Print the listing below exactly as written.
-------------------------
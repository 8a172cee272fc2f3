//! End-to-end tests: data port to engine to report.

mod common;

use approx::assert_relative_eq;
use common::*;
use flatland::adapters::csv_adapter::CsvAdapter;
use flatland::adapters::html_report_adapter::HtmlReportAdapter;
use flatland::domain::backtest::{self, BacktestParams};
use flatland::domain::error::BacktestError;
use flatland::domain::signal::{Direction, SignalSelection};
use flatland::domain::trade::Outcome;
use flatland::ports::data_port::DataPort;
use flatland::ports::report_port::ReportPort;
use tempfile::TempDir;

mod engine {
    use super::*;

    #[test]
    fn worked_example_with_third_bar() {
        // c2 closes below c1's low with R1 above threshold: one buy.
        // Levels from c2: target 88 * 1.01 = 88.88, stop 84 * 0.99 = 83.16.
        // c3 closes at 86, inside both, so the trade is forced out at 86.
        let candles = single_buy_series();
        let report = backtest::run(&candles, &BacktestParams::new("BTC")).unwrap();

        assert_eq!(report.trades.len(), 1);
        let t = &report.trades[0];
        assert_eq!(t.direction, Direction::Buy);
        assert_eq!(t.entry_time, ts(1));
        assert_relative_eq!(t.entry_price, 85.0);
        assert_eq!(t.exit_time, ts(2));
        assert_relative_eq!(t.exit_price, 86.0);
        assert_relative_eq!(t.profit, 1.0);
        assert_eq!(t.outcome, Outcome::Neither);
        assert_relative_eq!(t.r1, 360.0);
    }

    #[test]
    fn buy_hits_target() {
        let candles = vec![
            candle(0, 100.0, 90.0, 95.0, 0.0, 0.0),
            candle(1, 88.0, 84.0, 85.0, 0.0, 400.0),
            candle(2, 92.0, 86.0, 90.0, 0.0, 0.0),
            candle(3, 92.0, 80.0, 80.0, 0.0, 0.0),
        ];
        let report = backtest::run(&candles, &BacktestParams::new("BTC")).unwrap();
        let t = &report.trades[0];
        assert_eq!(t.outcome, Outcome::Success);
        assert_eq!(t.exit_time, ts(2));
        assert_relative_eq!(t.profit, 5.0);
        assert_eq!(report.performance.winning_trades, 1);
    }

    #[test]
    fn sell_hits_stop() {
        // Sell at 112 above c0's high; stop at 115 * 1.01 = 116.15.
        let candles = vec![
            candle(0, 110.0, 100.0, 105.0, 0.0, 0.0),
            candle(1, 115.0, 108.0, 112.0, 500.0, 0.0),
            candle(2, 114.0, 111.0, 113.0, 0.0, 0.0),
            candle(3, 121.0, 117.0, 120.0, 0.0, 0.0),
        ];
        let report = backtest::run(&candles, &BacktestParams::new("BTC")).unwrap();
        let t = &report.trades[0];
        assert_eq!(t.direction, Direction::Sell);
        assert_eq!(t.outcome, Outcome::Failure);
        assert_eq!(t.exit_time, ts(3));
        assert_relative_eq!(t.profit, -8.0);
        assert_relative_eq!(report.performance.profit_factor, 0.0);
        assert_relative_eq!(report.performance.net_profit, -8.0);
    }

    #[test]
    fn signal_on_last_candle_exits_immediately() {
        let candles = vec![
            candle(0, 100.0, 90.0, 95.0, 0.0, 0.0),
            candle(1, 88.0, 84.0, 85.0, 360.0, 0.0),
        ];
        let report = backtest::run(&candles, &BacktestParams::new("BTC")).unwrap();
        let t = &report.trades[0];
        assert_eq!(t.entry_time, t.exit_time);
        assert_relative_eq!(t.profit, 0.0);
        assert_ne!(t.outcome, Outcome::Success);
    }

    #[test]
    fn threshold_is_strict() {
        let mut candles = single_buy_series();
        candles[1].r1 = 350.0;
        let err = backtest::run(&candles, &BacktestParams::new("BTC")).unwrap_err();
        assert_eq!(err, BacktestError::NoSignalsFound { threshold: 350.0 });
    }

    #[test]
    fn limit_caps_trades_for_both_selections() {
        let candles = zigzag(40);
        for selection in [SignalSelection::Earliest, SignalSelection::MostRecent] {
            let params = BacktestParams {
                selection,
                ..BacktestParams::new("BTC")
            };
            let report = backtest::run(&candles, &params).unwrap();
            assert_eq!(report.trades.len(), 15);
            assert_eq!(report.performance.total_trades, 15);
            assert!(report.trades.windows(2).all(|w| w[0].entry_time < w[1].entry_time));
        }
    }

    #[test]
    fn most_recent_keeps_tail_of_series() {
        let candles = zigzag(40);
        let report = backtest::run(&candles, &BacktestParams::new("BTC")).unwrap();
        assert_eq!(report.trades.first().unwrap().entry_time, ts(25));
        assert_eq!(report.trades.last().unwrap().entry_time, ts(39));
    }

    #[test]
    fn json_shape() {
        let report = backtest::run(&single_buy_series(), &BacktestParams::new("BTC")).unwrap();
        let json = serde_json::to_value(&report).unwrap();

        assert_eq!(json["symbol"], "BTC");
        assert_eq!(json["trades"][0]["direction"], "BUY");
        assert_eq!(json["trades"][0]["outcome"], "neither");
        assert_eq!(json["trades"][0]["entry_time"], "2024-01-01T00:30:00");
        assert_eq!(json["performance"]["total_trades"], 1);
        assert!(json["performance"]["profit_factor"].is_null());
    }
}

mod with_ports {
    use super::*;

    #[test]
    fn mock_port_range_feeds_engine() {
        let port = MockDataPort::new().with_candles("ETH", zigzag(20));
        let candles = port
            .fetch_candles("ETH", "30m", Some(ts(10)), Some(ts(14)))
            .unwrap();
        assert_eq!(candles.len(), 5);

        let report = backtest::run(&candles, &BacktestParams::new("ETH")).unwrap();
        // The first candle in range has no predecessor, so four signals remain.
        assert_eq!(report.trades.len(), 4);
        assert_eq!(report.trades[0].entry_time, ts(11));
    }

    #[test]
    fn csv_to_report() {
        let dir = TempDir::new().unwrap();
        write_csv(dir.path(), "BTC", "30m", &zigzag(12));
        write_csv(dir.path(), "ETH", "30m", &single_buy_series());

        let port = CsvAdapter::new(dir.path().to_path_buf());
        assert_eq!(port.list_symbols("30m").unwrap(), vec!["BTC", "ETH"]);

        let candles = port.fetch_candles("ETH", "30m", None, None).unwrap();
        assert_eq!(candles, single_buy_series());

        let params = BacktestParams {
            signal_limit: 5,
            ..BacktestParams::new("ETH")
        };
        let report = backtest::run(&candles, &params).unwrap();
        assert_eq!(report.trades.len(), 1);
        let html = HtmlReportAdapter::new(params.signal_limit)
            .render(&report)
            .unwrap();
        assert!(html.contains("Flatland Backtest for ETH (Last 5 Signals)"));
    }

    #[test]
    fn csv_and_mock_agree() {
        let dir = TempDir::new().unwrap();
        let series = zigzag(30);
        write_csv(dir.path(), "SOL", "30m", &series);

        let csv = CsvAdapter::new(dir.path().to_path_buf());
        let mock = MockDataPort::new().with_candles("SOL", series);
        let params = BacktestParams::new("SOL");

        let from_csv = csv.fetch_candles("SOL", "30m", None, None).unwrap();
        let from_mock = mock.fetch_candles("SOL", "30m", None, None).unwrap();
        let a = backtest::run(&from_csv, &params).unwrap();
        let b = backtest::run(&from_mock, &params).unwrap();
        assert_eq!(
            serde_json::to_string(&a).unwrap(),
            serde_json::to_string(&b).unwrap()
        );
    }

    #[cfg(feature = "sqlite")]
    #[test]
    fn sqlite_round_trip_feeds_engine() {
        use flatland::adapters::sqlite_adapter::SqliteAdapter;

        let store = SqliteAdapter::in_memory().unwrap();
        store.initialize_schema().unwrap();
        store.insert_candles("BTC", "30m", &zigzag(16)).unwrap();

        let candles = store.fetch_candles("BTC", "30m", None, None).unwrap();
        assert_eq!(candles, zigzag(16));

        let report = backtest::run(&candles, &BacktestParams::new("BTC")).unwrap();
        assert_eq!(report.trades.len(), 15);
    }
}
-------------------------
### Worked solution
repository 8a172cee272fc2f3
//! End-to-end tests: data port to engine to report.

mod common;

use approx::assert_relative_eq;
use common::*;
use flatland::adapters::csv_adapter::CsvAdapter;
use flatland::adapters::html_report_adapter::HtmlReportAdapter;
use flatland::domain::backtest::{self, BacktestParams};
use flatland::domain::error::BacktestError;
use flatland::domain::signal::{Direction, SignalSelection};
use flatland::domain::trade::Outcome;
use flatland::ports::data_port::DataPort;
use flatland::ports::report_port::ReportPort;
use tempfile::TempDir;

mod engine {
    use super::*;

    #[test]
    fn worked_example_with_third_bar() {
        // c2 closes below c1's low with R1 above threshold: one buy.
        // Levels from c2: target 88 * 1.01 = 88.88, stop 84 * 0.99 = 83.16.
        // c3 closes at 86, inside both, so the trade is forced out at 86.
        let candles = single_buy_series();
        let report = backtest::run(&candles, &BacktestParams::new("BTC")).unwrap();

        assert_eq!(report.trades.len(), 1);
        let t = &report.trades[0];
        assert_eq!(t.direction, Direction::Buy);
        assert_eq!(t.entry_time, ts(1));
        assert_relative_eq!(t.entry_price, 85.0);
        assert_eq!(t.exit_time, ts(2));
        assert_relative_eq!(t.exit_price, 86.0);
        assert_relative_eq!(t.profit, 1.0);
        assert_eq!(t.outcome, Outcome::Neither);
        assert_relative_eq!(t.r1, 360.0);
    }

    #[test]
    fn buy_hits_target() {
        let candles = vec![
            candle(0, 100.0, 90.0, 95.0, 0.0, 0.0),
            candle(1, 88.0, 84.0, 85.0, 0.0, 400.0),
            candle(2, 92.0, 86.0, 90.0, 0.0, 0.0),
            candle(3, 92.0, 80.0, 80.0, 0.0, 0.0),
        ];
        let report = backtest::run(&candles, &BacktestParams::new("BTC")).unwrap();
        let t = &report.trades[0];
        assert_eq!(t.outcome, Outcome::Success);
        assert_eq!(t.exit_time, ts(2));
        assert_relative_eq!(t.profit, 5.0);
        assert_eq!(report.performance.winning_trades, 1);
    }

    #[test]
    fn sell_hits_stop() {
        // Sell at 112 above c0's high; stop at 115 * 1.01 = 116.15.
        let candles = vec![
            candle(0, 110.0, 100.0, 105.0, 0.0, 0.0),
            candle(1, 115.0, 108.0, 112.0, 500.0, 0.0),
            candle(2, 114.0, 111.0, 113.0, 0.0, 0.0),
            candle(3, 121.0, 117.0, 120.0, 0.0, 0.0),
        ];
        let report = backtest::run(&candles, &BacktestParams::new("BTC")).unwrap();
        let t = &report.trades[0];
        assert_eq!(t.direction, Direction::Sell);
        assert_eq!(t.outcome, Outcome::Failure);
        assert_eq!(t.exit_time, ts(3));
        assert_relative_eq!(t.profit, -8.0);
        assert_relative_eq!(report.performance.profit_factor, 0.0);
        assert_relative_eq!(report.performance.net_profit, -8.0);
    }

    #[test]
    fn signal_on_last_candle_exits_immediately() {
        let candles = vec![
            candle(0, 100.0, 90.0, 95.0, 0.0, 0.0),
            candle(1, 88.0, 84.0, 85.0, 360.0, 0.0),
        ];
        let report = backtest::run(&candles, &BacktestParams::new("BTC")).unwrap();
        let t = &report.trades[0];
        assert_eq!(t.entry_time, t.exit_time);
        assert_relative_eq!(t.profit, 0.0);
        assert_ne!(t.outcome, Outcome::Success);
    }

    #[test]
    fn threshold_is_strict() {
        let mut candles = single_buy_series();
        candles[1].r1 = 350.0;
        let err = backtest::run(&candles, &BacktestParams::new("BTC")).unwrap_err();
        assert_eq!(err, BacktestError::NoSignalsFound { threshold: 350.0 });
    }

    #[test]
    fn limit_caps_trades_for_both_selections() {
        let candles = zigzag(40);
        for selection in [SignalSelection::Earliest, SignalSelection::MostRecent] {
            let params = BacktestParams {
                selection,
                ..BacktestParams::new("BTC")
            };
            let report = backtest::run(&candles, &params).unwrap();
            assert_eq!(report.trades.len(), 15);
            assert_eq!(report.performance.total_trades, 15);
            assert!(report.trades.windows(2).all(|w| w[0].entry_time < w[1].entry_time));
        }
    }

    #[test]
    fn most_recent_keeps_tail_of_series() {
        let candles = zigzag(40);
        let report = backtest::run(&candles, &BacktestParams::new("BTC")).unwrap();
        assert_eq!(report.trades.first().unwrap().entry_time, ts(25));
        assert_eq!(report.trades.last().unwrap().entry_time, ts(39));
    }

    #[test]
    fn json_shape() {
        let report = backtest::run(&single_buy_series(), &BacktestParams::new("BTC")).unwrap();
        let json = serde_json::to_value(&report).unwrap();

        assert_eq!(json["symbol"], "BTC");
        assert_eq!(json["trades"][0]["direction"], "BUY");
        assert_eq!(json["trades"][0]["outcome"], "neither");
        assert_eq!(json["trades"][0]["entry_time"], "2024-01-01T00:30:00");
        assert_eq!(json["performance"]["total_trades"], 1);
        assert!(json["performance"]["profit_factor"].is_null());
    }
}

mod with_ports {
    use super::*;

    #[test]
    fn mock_port_range_feeds_engine() {
        let port = MockDataPort::new().with_candles("ETH", zigzag(20));
        let candles = port
            .fetch_candles("ETH", "30m", Some(ts(10)), Some(ts(14)))
            .unwrap();
        assert_eq!(candles.len(), 5);

        let report = backtest::run(&candles, &BacktestParams::new("ETH")).unwrap();
        // The first candle in range has no predecessor, so four signals remain.
        assert_eq!(report.trades.len(), 4);
        assert_eq!(report.trades[0].entry_time, ts(11));
    }

    #[test]
    fn csv_to_report() {
        let dir = TempDir::new().unwrap();
        write_csv(dir.path(), "BTC", "30m", &zigzag(12));
        write_csv(dir.path(), "ETH", "30m", &single_buy_series());

        let port = CsvAdapter::new(dir.path().to_path_buf());
        assert_eq!(port.list_symbols("30m").unwrap(), vec!["BTC", "ETH"]);

        let candles = port.fetch_candles("ETH", "30m", None, None).unwrap();
        assert_eq!(candles, single_buy_series());

        let params = BacktestParams {
            signal_limit: 5,
            ..BacktestParams::new("ETH")
        };
        let report = backtest::run(&candles, &params).unwrap();
        assert_eq!(report.trades.len(), 1);
        let html = HtmlReportAdapter::new(params.signal_limit)
            .render(&report)
            .unwrap();
        assert!(html.contains("Flatland Backtest for ETH (Last 5 Signals)"));
    }

    #[test]
    fn csv_and_mock_agree() {
        let dir = TempDir::new().unwrap();
        let series = zigzag(30);
        write_csv(dir.path(), "SOL", "30m", &series);

        let csv = CsvAdapter::new(dir.path().to_path_buf());
        let mock = MockDataPort::new().with_candles("SOL", series);
        let params = BacktestParams::new("SOL");

        let from_csv = csv.fetch_candles("SOL", "30m", None, None).unwrap();
        let from_mock = mock.fetch_candles("SOL", "30m", None, None).unwrap();
        let a = backtest::run(&from_csv, &params).unwrap();
        let b = backtest::run(&from_mock, &params).unwrap();
        assert_eq!(
            serde_json::to_string(&a).unwrap(),
            serde_json::to_string(&b).unwrap()
        );
    }

    #[cfg(feature = "sqlite")]
    #[test]
    fn sqlite_round_trip_feeds_engine() {
        use flatland::adapters::sqlite_adapter::SqliteAdapter;

        let store = SqliteAdapter::in_memory().unwrap();
        store.initialize_schema().unwrap();
        store.insert_candles("BTC", "30m", &zigzag(16)).unwrap();

        let candles = store.fetch_candles("BTC", "30m", None, None).unwrap();
        assert_eq!(candles, zigzag(16));

        let report = backtest::run(&candles, &BacktestParams::new("BTC")).unwrap();
        assert_eq!(report.trades.len(), 15);
    }
}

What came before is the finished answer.